The recent Accelerate Conference from Autodesk focused on this trend of connecting design and manufacturing into a single, seamless process, emphasizing the goal of enabling anyone to make anything. As guest presenter William Bridgman, Chairman, Warren Services, said, “We must stop treating design and manufacturing as separate things. Digitization is not a choice for manufacturers. It’s a must.”
The usually stated goals of cutting costs are actually a small part of the digital transformation. The real goal is to drive innovation, to enable companies to create unique products that will deliver competitive advantage.
Generative design (GD) is a major engine in driving such innovation. (Generative design, as viewed here, is the process that delivers hundreds of possible solutions based on design parameters. It differs from topology optimization, which delivers one solution based on defined constraints.) A common result of using GD is the exclamation, “I never would have thought of that.”

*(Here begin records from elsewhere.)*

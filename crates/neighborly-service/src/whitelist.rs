//! Whitelist gate.
//!
//! ## Summary
//! Only addresses on the allow list may sign in or claim a residence. The
//! match is exact after trimming and lowercasing. Bootstrap administrators
//! from configuration get allow-list entries at start-up through
//! [`seed_bootstrap_admins`]; the gate itself only consults the table.

use neighborly_core::util::email::normalize;
use neighborly_db::error::DbError;
use neighborly_db::model::allowed_email::{AllowedEmail, NewAllowedEmail};
use neighborly_db::store::prelude::*;

use crate::context::ServiceContext;
use crate::error::{ServiceError, ServiceResult};

pub const NOT_WHITELISTED: &str =
    "This email is not authorized. Please contact an administrator to request access.";

/// ## Summary
/// Returns the allow-list entry for `email`, if any.
///
/// ## Errors
/// Returns an error if the store lookup fails.
#[tracing::instrument(skip(ctx))]
pub async fn clearance(ctx: &ServiceContext, email: &str) -> ServiceResult<Option<AllowedEmail>> {
    Ok(ctx.store().allowed_email_by_email(&normalize(email)).await?)
}

/// ## Summary
/// Like [`clearance`] but treats absence as a hard failure.
///
/// ## Errors
/// Returns `AuthorizationError` directing the caller to an administrator if
/// the email is not allowed.
pub async fn require_whitelisted(ctx: &ServiceContext, email: &str) -> ServiceResult<AllowedEmail> {
    clearance(ctx, email).await?.ok_or_else(|| {
        tracing::info!(%email, "Email rejected by whitelist gate");
        ServiceError::forbidden(NOT_WHITELISTED)
    })
}

/// What start-up seeding changed.
#[derive(Debug, Clone, Copy, Default, PartialEq, Eq)]
pub struct BootstrapSeed {
    pub listed: usize,
    pub promoted: usize,
}

/// ## Summary
/// Puts every configured bootstrap administrator on the allow list and
/// promotes those who already have an account. Safe to run on every start.
///
/// ## Errors
/// Returns an error if a store call fails for a reason other than the entry
/// already existing.
#[tracing::instrument(skip(ctx))]
pub async fn seed_bootstrap_admins(ctx: &ServiceContext) -> ServiceResult<BootstrapSeed> {
    let mut seed = BootstrapSeed::default();

    for email in ctx.auth_config().bootstrap_admins.iter().map(|e| normalize(e)) {
        match ctx
            .store()
            .insert_allowed_email(NewAllowedEmail::new(email.clone(), None))
            .await
        {
            Ok(entry) => {
                seed.listed += 1;
                tracing::info!(email = %entry.email, "Bootstrap admin added to allow list");
            }
            Err(DbError::Conflict(_)) => {}
            Err(e) => return Err(e.into()),
        }

        if let Some(user) = ctx.store().grant_admin(&email).await? {
            seed.promoted += 1;
            tracing::info!(user_id = %user.id, "Bootstrap admin promoted");
        }
    }

    tracing::info!(listed = seed.listed, promoted = seed.promoted, "Bootstrap admins seeded");
    Ok(seed)
}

Thanks to 3D printing/additive manufacturing, these innovative designs can be made. Designer-engineers are not limited to just machining, casting, or injection molding.
The Autodesk strategy is to build a platform, which it has been doing with the purchase of many CAD-based tools like NetFabb and combining them with Fusion 360 and others, and then connect all the components. Then, build a pipeline than automates as many tasks as possible. The next step is to build a community around all of these elements; hence, the Accelerate Conferences. Ultimately, the goal is to move from a task-focused approach to one that shifts resources to those with the best value.
AI, the cloud, GD, and other tools will automate design for automated manufacturing processes. These tools help the individual designer-engineer to expand the problem space rapidly and explore a solution they may never have envisioned.
The cloud will play a key role in this transformation too. Despite concerns expressed by presenters, the next trend will be to share your data among customers and competitors. It will help everyone push ahead faster. Plus, the cloud, as of now, is being viewed as a secure, hack-free zone for data.
In one example, Vincent Wegener, co-founder of RAMLAB, discussed his goal of developing warehouses in the cloud instead of at sea ports. RAMLAB uses robotic-based additive wire welding to make large-scale metal parts on demand. He’s addressing spare part storage at places like the port of Rotterdam, which is filled with containers filled with parts. According to Wegener, 60% of the contents of these containers will never be used within a 3-year period. Thus, manufacturers are making parts that essentially will be thrown away as waste. Wegener hopes to eliminate some of that waste.
The tools of the IoT, AI, Generative Design and 3D printing open the doors to potentially truly innovative developments.